▸ Activity
Below are some records. How many of their lines contain the string "labels"? Give the number only.

==== Information

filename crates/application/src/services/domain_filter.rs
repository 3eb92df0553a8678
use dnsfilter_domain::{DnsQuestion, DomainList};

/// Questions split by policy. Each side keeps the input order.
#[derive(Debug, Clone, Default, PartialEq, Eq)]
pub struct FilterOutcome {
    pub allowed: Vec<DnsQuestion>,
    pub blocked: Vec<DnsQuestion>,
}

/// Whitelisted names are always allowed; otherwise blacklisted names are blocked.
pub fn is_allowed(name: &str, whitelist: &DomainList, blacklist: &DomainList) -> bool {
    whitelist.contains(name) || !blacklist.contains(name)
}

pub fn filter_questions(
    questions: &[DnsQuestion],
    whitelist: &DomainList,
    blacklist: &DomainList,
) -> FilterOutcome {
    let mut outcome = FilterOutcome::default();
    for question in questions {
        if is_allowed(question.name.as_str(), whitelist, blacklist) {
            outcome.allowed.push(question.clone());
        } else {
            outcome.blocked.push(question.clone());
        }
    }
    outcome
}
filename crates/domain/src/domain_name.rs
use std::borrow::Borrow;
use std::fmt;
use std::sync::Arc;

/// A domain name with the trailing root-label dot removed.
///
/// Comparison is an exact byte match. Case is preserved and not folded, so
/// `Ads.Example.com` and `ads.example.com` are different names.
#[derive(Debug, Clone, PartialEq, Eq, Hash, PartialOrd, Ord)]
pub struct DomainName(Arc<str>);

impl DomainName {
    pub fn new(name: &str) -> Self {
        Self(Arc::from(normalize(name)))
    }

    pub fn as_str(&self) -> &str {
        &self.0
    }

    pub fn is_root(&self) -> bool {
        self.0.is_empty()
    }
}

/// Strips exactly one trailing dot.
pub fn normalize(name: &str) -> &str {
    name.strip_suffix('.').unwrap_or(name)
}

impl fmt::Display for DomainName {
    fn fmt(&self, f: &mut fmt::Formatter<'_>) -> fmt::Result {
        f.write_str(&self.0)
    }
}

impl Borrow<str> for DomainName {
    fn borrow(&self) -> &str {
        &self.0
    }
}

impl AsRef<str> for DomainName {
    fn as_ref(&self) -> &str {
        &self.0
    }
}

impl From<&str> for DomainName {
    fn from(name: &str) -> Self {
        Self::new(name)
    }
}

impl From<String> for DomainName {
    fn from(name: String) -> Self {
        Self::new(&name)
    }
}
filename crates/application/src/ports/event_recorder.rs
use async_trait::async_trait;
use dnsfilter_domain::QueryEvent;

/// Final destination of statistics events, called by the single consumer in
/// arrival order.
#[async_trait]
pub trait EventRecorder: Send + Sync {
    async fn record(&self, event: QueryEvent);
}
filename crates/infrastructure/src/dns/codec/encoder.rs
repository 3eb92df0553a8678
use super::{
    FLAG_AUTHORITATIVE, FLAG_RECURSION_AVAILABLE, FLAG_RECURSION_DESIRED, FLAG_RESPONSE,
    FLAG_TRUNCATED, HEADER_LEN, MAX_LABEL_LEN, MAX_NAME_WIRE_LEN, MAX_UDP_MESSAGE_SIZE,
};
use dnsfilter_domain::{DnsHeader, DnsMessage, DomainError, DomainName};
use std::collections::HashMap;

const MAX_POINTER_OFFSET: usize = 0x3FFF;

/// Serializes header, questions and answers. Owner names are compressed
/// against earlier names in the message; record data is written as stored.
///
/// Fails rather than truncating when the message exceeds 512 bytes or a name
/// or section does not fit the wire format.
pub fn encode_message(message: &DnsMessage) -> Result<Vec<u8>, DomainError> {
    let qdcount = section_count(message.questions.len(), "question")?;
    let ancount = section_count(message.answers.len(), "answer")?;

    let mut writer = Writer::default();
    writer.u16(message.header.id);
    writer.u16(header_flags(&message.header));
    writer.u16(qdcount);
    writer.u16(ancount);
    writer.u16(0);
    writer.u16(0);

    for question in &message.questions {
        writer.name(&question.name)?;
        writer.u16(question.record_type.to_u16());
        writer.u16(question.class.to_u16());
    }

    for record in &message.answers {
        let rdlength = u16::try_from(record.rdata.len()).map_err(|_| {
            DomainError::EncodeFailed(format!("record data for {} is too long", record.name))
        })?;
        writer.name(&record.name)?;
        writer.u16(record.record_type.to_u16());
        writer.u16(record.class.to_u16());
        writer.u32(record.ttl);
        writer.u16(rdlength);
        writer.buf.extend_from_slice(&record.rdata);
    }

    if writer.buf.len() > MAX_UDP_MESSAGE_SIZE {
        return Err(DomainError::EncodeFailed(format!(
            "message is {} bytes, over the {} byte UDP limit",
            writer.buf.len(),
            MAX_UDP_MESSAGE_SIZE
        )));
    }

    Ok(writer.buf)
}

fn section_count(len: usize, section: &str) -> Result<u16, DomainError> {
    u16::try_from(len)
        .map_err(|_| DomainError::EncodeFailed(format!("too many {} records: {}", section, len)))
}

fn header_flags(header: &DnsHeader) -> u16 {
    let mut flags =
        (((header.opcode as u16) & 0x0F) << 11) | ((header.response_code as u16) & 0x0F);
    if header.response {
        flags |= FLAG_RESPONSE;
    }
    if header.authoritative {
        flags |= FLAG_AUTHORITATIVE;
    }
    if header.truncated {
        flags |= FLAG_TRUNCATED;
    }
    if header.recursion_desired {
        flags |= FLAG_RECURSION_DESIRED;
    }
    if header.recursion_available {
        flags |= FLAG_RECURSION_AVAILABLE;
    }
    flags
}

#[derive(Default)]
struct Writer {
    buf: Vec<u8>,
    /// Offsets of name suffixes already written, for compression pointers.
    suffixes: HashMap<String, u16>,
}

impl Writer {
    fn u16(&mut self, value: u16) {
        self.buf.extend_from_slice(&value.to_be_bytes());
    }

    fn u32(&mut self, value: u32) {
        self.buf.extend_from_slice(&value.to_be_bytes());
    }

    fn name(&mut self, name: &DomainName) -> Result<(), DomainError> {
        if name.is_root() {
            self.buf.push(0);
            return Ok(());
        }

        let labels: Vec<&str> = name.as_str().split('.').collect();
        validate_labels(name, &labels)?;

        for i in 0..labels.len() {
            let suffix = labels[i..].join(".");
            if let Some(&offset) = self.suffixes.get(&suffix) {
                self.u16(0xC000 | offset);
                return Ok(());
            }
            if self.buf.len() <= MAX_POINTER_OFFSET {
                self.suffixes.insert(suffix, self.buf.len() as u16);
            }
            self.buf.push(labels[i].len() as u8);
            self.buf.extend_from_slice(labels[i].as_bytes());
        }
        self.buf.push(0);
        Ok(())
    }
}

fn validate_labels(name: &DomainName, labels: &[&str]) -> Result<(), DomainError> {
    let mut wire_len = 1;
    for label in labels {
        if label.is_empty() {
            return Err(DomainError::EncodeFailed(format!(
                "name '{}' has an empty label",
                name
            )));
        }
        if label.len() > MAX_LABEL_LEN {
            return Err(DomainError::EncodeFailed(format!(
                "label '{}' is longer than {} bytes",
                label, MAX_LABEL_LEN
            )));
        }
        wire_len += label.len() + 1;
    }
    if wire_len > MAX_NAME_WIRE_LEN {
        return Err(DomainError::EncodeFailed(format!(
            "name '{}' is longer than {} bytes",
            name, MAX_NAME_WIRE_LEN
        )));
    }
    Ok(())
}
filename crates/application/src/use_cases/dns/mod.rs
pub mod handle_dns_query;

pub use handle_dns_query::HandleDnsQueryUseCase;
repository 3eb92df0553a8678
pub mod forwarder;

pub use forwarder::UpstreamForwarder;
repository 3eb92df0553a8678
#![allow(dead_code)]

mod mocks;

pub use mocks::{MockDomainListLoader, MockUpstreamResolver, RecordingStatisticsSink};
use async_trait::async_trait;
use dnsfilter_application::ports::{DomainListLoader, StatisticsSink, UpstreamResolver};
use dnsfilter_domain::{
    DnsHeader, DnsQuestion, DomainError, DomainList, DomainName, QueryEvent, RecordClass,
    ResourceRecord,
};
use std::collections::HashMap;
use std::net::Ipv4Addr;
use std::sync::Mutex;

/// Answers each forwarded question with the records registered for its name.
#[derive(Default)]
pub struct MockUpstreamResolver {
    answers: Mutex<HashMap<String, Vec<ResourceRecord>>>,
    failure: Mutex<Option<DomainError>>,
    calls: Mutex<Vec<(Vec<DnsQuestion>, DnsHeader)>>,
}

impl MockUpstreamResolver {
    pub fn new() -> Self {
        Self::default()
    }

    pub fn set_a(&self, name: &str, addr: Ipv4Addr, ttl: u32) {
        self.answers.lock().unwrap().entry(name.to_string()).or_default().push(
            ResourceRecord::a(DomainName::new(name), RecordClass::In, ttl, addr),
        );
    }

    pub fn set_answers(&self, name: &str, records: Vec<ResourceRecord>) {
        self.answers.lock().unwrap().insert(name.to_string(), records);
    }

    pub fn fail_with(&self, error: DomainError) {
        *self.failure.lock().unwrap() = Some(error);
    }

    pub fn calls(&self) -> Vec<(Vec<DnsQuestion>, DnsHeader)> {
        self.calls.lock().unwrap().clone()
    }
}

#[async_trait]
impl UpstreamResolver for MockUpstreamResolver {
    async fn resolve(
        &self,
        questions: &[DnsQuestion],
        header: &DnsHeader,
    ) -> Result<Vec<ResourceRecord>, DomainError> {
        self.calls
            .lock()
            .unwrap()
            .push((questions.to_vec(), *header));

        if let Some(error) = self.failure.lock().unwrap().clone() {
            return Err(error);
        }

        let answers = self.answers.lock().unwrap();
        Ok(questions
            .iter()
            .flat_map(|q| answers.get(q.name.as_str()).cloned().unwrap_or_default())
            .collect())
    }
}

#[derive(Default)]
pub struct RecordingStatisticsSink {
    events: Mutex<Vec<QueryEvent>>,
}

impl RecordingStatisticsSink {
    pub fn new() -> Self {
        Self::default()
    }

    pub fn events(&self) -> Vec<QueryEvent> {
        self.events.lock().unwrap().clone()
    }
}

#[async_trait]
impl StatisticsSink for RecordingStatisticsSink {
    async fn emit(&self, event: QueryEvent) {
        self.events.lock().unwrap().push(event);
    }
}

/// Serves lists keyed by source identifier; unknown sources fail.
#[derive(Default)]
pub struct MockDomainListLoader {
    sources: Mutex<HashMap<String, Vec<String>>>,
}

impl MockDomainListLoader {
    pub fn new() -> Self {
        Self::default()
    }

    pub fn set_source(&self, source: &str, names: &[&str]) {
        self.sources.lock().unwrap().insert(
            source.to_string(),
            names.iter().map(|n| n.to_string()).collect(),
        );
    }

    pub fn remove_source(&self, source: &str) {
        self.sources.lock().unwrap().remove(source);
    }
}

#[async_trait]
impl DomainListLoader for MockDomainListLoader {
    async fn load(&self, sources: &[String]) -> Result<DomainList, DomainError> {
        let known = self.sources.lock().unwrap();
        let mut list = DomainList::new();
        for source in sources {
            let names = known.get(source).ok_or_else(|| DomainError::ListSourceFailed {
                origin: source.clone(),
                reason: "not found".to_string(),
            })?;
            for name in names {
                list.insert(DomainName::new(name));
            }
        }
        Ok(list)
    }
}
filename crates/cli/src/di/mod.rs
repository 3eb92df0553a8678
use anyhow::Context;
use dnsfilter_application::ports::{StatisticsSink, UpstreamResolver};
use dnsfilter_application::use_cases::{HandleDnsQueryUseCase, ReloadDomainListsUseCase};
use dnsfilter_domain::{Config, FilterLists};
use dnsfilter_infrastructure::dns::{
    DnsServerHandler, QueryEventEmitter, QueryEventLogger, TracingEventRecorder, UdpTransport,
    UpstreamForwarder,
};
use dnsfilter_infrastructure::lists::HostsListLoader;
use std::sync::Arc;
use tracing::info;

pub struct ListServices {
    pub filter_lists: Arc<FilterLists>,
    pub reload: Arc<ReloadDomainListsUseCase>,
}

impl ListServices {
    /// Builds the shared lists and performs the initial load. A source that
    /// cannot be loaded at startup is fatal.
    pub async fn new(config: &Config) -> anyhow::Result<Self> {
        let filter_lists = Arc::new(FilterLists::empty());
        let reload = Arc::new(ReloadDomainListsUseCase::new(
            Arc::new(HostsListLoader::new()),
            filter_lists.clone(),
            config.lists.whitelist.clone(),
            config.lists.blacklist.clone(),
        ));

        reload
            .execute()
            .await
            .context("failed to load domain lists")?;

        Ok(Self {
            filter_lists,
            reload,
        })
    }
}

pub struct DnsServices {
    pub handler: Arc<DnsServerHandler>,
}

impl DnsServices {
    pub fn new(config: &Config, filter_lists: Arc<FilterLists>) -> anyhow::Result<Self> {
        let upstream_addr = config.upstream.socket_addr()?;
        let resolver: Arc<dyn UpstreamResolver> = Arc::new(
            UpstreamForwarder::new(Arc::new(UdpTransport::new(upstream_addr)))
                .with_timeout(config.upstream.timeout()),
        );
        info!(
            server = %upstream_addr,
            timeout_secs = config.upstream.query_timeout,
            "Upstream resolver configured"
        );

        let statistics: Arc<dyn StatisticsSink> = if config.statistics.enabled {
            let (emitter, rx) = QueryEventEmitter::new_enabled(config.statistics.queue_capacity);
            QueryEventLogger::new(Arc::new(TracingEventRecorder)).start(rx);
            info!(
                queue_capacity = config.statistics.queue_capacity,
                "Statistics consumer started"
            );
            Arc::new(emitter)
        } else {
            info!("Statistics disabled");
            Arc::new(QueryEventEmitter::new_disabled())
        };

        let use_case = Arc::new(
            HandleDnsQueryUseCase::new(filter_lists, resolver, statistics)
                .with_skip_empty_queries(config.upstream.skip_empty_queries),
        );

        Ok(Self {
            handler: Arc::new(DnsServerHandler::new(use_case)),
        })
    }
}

========

▸ Reply
8